Aston Martin admits it was a mistake to make “painful” F1 experiments so public

In recent months, Aston Martin has worked to effectively reverse engineer components developed for next year and then fitted them to the current AMR23, with the floor an area of focus.

But amid a decline in results for a team that scored a podium in six of the opening eight races, during the recent United States and Mexican Grands Prix weekends, it split drivers Fernando Alonso and Lance Stroll between old and new floor specifications to conduct real-world back-to-back testing.

During those rounds, the team banked only six points before cherry-picking components for the most recent Brazilian GP, when Fernando Alonso pipped Sergio Perez to return to the podium in third place.

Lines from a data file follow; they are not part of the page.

//! Completion service client for the generative text backend
//!
//! Defines the client trait the pipeline prompts for queries, repairs and
//! answers. Two implementations:
//! - `CommandCompletion`: pipes the prompt to an external command (production)
//! - `MockCompletion`: replays scripted responses (testing)
//!
//! Clients are shared across concurrent questions and must not carry
//! per-question state.

use crate::process::{run_piped, split_command_line};
use async_trait::async_trait;
use std::collections::VecDeque;
use std::sync::Mutex;

/// Errors from completion service calls.
#[derive(Debug, thiserror::Error)]
pub enum CompletionError {
    #[error("completion service not available: {0}")]
    Unavailable(String),
    #[error("completion request failed: {0}")]
    RequestFailed(String),
    #[error("completion service returned an empty response")]
    EmptyResponse,
}

/// Client trait for a generative completion service.
///
/// Abstracts over transport (subprocess, HTTP, mock) so the pipeline
/// doesn't depend on how the model is reached.
#[async_trait]
pub trait CompletionClient: Send + Sync {
    /// Complete `prompt`, returning the raw generated text.
    async fn complete(&self, prompt: &str) -> Result<String, CompletionError>;
}

/// Completion client backed by an external command.
///
/// The prompt is written to the command's stdin; whatever it prints on
/// stdout is the completion. Works with any CLI that follows that
/// convention (`llm`, `ollama run <model>`, a wrapper script...).
#[derive(Debug, Clone)]
pub struct CommandCompletion {
    program: String,
    args: Vec<String>,
}

impl CommandCompletion {
    pub fn new(program: impl Into<String>) -> Self {
        Self {
            program: program.into(),
            args: Vec::new(),
        }
    }

    pub fn with_args<I, S>(mut self, args: I) -> Self
    where
        I: IntoIterator<Item = S>,
        S: Into<String>,
    {
        self.args = args.into_iter().map(Into::into).collect();
        self
    }

    /// Build from a whitespace-separated command line, e.g. `"ollama run llama3"`.
    pub fn from_command_line(line: &str) -> Option<Self> {
        let (program, args) = split_command_line(line)?;
        Some(Self { program, args })
    }
}

#[async_trait]
impl CompletionClient for CommandCompletion {
    async fn complete(&self, prompt: &str) -> Result<String, CompletionError> {
        let output = run_piped(&self.program, &self.args, prompt)
            .await
            .map_err(|e| CompletionError::Unavailable(format!("{}: {}", self.program, e)))?;

        if !output.success {
            return Err(CompletionError::RequestFailed(output.failure_message()));
        }
        if output.stdout.trim().is_empty() {
            return Err(CompletionError::EmptyResponse);
        }
        Ok(output.stdout)
    }
}

/// Mock client for testing. Replays preconfigured responses.
///
/// Resolution order for each call:
/// 1. the next scripted entry, if any remain
/// 2. the first routed response whose marker occurs in the prompt
/// 3. the fallback response
/// 4. `CompletionError::Unavailable`
#[derive(Default)]
pub struct MockCompletion {
    script: Mutex<VecDeque<Result<String, String>>>,
    routes: Vec<(String, String)>,
    fallback: Option<String>,
    prompts: Mutex<Vec<String>>,
}

impl MockCompletion {
    pub fn new() -> Self {
        Self::default()
    }

    /// Queue a successful response.
    pub fn respond(self, text: impl Into<String>) -> Self {
        self.push(Ok(text.into()))
    }

    /// Queue a failed call.
    pub fn fail(self, message: impl Into<String>) -> Self {
        self.push(Err(message.into()))
    }

    /// Answer any prompt containing `marker` with `text` once the script is spent.
    pub fn route(mut self, marker: impl Into<String>, text: impl Into<String>) -> Self {
        self.routes.push((marker.into(), text.into()));
        self
    }

    /// Respond with `text` whenever nothing else matches.
    pub fn with_fallback(mut self, text: impl Into<String>) -> Self {
        self.fallback = Some(text.into());
        self
    }

    /// Every prompt received so far, in call order.
    pub fn prompts(&self) -> Vec<String> {
        self.prompts.lock().map(|p| p.clone()).unwrap_or_default()
    }

    /// Number of prompts containing `marker`.
    pub fn count_containing(&self, marker: &str) -> usize {
        self.prompts().iter().filter(|p| p.contains(marker)).count()
    }

    pub fn call_count(&self) -> usize {
        self.prompts().len()
    }

    fn push(self, entry: Result<String, String>) -> Self {
        if let Ok(mut script) = self.script.lock() {
            script.push_back(entry);
        }
        self
    }
}

#[async_trait]
impl CompletionClient for MockCompletion {
    async fn complete(&self, prompt: &str) -> Result<String, CompletionError> {
        if let Ok(mut prompts) = self.prompts.lock() {
            prompts.push(prompt.to_string());
        }

        let scripted = self.script.lock().ok().and_then(|mut s| s.pop_front());
        if let Some(entry) = scripted {
            return entry.map_err(CompletionError::RequestFailed);
        }

        if let Some((_, text)) = self.routes.iter().find(|(m, _)| prompt.contains(m.as_str())) {
            return Ok(text.clone());
        }

        self.fallback
            .clone()
            .ok_or_else(|| CompletionError::Unavailable("mock script exhausted".to_string()))
    }
}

Two-time champion Alonso admits that those “experiments” were “painful” to endure. He said: “We had to experiment a little bit on a few things on the car to really understand the direction that we were going, and we have to go for next year’s car as well.

“So, those races were painful, especially Mexico. I think we were very slow as a team.”

Ahead of the final two rounds of the season in Las Vegas and Abu Dhabi, Aston Martin performance director Tom McCullough now acknowledges that it was a mistake for the team to carry out so much research and development in public.

Fernando Alonso, Aston Martin AMR23

Photo by: Simon Galloway / Motorsport Images

Fernando Alonso, Aston Martin AMR23

He said: “We’re really just focusing, these next few races, on trying to get as many points as we can do, rather than doing too many R&D projects in front of you all at the track.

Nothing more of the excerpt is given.